Try and take a couple of minutes at least once a day where you sit comfortably, put aside distractions, and do a body scan. Start from one end of your body and slowly work your way towards the other becoming aware of areas in your body that are catching your attention. Do you notice tension in your neck? Is that stress or anxiety or fatigue? Is your chest tight? Is that worry or fear or anxiety? Are your hands in fists? Is that stress or anger or worry? Keep working your way to the other end and identify areas in your body that are catching your attention. If you are able, put emotion to what you are feeling. If you cannot put an emotion to it, just keep naming areas that are catching your attention and keep going. Try and keep your mind from wandering as well. If you notice your chest is tight from stress, your mind may want to focus on what is stressing you out. If this occurs, kindly bring your attention back to your body scan and let those thoughts of stress float aside. End your body scan with a couple of deep belly breaths.

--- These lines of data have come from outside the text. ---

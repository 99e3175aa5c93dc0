// src/export/fs_utils.rs

use crate::errors::{AppError, AppResult};
use crate::ui::messages::{info, warning};
use std::io::{self, Write};
use std::path::Path;

/// Verifica se un file può essere creato o sovrascritto.
///
/// - file missing → Ok
/// - file present and `force` → Ok
/// - file present otherwise → ask; anything but y/yes cancels the export
pub(crate) fn ensure_writable(path: &Path, force: bool) -> AppResult<()> {
    if !path.exists() || force {
        return Ok(());
    }

    warning(format!("The file '{}' already exists.", path.display()));

    print!("Overwrite? [y/N]: ");
    io::stdout().flush().ok();

    let mut answer = String::new();
    io::stdin().read_line(&mut answer)?;
    let ans = answer.trim().to_ascii_lowercase();

    if ans == "y" || ans == "yes" {
        info("Existing file will be overwritten.");
        Ok(())
    } else {
        Err(AppError::Export(
            "export cancelled: existing file not overwritten".to_string(),
        ))
    }
}
// src/export/model.rs

use crate::core::reconciler::MergedView;
use serde::Serialize;

/// Struttura “piatta” per export dei posti occupati.
#[derive(Serialize, Clone, Debug, PartialEq, Eq)]
pub struct SeatExport {
    pub date: String,
    pub seat_id: String,
    pub location: String,
    pub bay: String,
    pub seat: String,
    pub occupant: String,
    pub department: String,
    pub origin: String,
    pub created_at: String,
}

/// One row per occupied seat, in seat order.
pub(crate) fn rows_from_view(view: &MergedView) -> Vec<SeatExport> {
    view.iter()
        .map(|(key, entry)| SeatExport {
            date: key.date().to_string(),
            seat_id: key.seat_id(),
            location: key.location().to_string(),
            bay: key.bay().to_string(),
            seat: key.seat().to_string(),
            occupant: entry.reservation.occupant.clone(),
            department: entry.reservation.department.clone(),
            origin: entry.origin.as_str().to_string(),
            created_at: entry.reservation.created_at.clone().unwrap_or_default(),
        })
        .collect()
}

If you do this consistently throughout your day and week, you will likely start to notice more wholesome emotional attunement. You may be driving home from work and subconsciously notice that your chest is heavy which means you are angry. The more we attune to our body and the way it stores emotions, the easier our mind will attune to our body sensations and correlate that attunement to emotions. And when we know what emotions we are dealing with we can have more control over our responses.